START Records for processing
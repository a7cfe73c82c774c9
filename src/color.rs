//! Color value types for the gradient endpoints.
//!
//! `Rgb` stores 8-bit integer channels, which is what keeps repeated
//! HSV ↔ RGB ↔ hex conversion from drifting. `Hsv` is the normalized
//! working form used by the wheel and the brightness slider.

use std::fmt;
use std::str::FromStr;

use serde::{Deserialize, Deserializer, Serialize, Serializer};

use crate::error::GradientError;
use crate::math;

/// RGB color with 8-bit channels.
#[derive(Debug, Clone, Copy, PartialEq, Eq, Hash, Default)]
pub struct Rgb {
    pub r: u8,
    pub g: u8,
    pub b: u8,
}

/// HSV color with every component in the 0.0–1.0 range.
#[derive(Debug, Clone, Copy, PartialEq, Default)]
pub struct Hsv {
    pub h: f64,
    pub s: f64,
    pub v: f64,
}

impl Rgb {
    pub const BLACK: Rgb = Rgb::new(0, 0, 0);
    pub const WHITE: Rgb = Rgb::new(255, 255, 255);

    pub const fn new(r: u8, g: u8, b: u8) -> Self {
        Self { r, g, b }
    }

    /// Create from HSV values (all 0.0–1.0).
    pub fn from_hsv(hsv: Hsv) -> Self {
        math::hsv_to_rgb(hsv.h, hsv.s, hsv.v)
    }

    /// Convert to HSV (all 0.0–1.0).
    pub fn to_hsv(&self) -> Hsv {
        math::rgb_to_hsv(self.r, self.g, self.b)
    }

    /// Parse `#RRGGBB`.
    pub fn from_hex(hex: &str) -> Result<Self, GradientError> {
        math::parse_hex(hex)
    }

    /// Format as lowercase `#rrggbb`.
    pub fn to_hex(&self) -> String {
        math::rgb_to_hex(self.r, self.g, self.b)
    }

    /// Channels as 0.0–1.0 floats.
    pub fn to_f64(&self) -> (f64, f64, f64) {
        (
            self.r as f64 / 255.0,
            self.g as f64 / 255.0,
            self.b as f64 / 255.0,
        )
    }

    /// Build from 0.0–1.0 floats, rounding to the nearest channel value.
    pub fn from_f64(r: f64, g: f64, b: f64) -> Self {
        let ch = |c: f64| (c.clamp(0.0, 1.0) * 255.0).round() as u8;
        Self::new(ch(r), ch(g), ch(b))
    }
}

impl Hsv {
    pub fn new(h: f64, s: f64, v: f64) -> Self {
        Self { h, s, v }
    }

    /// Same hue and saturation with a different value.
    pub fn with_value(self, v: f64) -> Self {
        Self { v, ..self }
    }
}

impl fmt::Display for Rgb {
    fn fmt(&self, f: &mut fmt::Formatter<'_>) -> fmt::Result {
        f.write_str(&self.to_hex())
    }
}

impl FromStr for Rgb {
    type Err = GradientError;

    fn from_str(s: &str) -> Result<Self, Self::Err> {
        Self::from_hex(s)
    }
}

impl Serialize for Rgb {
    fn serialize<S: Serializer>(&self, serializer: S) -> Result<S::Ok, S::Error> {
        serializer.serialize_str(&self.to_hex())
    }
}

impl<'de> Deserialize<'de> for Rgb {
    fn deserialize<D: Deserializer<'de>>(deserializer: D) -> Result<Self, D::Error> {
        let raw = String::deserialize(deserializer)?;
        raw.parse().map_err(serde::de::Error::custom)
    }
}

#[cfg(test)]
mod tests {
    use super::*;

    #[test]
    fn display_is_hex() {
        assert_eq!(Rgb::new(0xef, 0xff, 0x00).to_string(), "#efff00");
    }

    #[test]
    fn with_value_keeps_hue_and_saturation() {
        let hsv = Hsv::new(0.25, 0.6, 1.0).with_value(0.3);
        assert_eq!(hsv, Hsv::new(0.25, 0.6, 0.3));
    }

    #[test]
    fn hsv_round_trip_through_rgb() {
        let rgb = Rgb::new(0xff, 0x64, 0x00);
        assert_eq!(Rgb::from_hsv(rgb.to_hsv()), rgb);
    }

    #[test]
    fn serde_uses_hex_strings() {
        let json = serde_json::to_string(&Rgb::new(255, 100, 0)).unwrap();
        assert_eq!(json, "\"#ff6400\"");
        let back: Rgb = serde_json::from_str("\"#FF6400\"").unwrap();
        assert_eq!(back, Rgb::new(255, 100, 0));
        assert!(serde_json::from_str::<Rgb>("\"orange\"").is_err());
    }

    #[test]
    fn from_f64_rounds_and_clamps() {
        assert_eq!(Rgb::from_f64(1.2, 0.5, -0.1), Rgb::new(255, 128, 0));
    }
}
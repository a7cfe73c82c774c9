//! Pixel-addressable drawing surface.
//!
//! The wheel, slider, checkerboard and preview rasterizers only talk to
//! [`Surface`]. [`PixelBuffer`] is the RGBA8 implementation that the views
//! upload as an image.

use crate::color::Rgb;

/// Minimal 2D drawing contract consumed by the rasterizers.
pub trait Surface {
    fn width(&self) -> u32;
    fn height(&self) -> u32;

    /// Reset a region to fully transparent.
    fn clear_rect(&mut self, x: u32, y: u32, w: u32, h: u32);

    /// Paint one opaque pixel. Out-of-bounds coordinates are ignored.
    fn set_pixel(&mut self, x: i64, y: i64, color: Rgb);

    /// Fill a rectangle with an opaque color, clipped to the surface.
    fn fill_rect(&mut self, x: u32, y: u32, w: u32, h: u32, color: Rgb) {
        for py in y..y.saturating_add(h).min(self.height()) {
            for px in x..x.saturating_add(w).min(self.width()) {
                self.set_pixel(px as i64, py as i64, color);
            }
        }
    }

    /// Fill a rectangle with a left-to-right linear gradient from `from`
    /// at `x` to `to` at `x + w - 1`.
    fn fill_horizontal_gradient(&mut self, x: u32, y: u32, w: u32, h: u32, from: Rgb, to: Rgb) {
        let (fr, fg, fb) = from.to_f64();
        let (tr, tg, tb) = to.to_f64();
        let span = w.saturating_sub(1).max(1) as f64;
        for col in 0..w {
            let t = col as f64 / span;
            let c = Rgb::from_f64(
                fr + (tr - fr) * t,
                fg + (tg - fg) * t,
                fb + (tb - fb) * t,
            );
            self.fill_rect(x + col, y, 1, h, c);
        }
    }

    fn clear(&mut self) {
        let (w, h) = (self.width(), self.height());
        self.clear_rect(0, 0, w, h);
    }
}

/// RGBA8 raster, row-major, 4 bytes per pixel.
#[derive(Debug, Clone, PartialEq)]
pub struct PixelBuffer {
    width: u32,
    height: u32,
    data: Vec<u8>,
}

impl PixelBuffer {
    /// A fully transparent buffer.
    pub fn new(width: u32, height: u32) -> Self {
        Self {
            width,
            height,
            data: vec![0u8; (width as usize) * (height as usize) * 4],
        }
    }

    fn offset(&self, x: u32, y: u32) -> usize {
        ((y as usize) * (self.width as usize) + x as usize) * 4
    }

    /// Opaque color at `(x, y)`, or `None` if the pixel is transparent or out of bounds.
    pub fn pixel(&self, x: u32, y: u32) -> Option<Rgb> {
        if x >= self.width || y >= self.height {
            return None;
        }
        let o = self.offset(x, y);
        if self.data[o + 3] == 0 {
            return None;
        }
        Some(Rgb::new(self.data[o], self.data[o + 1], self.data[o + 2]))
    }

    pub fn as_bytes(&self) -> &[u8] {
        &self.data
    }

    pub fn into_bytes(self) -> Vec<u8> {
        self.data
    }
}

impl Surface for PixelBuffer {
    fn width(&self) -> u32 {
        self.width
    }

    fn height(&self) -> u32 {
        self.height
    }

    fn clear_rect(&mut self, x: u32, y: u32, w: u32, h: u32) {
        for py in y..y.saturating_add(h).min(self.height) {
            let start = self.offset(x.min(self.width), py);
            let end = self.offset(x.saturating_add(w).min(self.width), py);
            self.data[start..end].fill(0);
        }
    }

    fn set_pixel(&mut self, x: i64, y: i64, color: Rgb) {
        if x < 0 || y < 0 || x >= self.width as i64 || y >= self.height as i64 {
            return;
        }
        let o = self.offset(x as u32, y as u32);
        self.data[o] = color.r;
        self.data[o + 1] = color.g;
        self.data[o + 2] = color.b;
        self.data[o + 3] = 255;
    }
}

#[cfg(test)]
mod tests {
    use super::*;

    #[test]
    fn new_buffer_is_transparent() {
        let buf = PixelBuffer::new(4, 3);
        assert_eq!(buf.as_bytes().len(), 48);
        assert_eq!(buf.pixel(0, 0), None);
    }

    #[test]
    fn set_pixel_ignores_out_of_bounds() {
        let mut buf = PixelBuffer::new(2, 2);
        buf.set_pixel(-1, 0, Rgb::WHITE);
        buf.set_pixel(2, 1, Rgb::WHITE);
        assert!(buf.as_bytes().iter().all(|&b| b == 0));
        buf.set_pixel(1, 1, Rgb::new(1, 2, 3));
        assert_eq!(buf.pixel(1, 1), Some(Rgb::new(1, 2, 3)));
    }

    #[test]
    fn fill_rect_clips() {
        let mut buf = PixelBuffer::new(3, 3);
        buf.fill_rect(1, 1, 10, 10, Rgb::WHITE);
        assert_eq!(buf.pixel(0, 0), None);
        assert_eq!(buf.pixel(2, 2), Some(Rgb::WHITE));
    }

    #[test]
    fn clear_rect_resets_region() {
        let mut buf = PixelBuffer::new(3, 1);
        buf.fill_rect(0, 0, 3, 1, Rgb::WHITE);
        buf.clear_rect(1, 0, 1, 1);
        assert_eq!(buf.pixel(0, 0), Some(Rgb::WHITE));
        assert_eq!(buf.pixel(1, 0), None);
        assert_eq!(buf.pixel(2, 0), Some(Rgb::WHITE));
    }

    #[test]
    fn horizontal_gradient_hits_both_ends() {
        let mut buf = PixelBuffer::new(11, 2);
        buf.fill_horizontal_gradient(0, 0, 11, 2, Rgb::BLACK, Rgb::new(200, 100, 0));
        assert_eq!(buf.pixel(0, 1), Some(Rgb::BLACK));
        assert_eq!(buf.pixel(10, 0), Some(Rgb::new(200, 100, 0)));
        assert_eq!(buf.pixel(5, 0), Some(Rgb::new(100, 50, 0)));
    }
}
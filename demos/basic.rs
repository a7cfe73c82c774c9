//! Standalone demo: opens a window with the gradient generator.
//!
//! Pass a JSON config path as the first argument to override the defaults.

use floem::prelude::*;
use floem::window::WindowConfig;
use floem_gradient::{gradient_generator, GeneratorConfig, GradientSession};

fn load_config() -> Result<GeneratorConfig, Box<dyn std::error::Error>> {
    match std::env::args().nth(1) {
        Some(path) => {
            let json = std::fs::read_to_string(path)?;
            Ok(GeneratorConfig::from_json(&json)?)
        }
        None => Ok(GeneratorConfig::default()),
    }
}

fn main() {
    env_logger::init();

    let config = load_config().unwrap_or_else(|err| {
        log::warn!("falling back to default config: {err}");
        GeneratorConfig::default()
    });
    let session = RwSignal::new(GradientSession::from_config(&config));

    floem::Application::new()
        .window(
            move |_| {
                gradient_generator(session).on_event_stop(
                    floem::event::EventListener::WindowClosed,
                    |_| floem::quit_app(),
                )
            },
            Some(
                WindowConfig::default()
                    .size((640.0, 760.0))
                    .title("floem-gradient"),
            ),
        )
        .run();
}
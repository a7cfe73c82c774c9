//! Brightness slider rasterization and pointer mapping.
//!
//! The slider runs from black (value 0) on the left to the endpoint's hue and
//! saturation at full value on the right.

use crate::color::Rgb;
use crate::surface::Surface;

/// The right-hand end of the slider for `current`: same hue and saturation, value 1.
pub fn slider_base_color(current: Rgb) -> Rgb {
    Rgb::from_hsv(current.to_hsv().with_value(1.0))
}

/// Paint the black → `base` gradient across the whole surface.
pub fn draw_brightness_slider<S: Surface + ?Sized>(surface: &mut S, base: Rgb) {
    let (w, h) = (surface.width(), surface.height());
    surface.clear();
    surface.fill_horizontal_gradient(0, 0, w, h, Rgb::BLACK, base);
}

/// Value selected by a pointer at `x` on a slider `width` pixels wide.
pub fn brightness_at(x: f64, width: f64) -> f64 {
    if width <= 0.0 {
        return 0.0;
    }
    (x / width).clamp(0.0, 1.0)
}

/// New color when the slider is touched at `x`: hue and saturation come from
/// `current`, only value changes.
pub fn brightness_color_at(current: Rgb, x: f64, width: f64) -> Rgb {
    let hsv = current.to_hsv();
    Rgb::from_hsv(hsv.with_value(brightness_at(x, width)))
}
END Records for processing
■ **Your goal**: The output must consist solely of the lines from the first line of the records through the line containing "use crate::math;", reproduced exactly.

■ **Result of this task**:
repository a7cfe73c82c774c9
filename src/color.rs
//! Color value types for the gradient endpoints.
//!
//! `Rgb` stores 8-bit integer channels, which is what keeps repeated
//! HSV ↔ RGB ↔ hex conversion from drifting. `Hsv` is the normalized
//! working form used by the wheel and the brightness slider.

use std::fmt;
use std::str::FromStr;

use serde::{Deserialize, Deserializer, Serialize, Serializer};

use crate::error::GradientError;
use crate::math;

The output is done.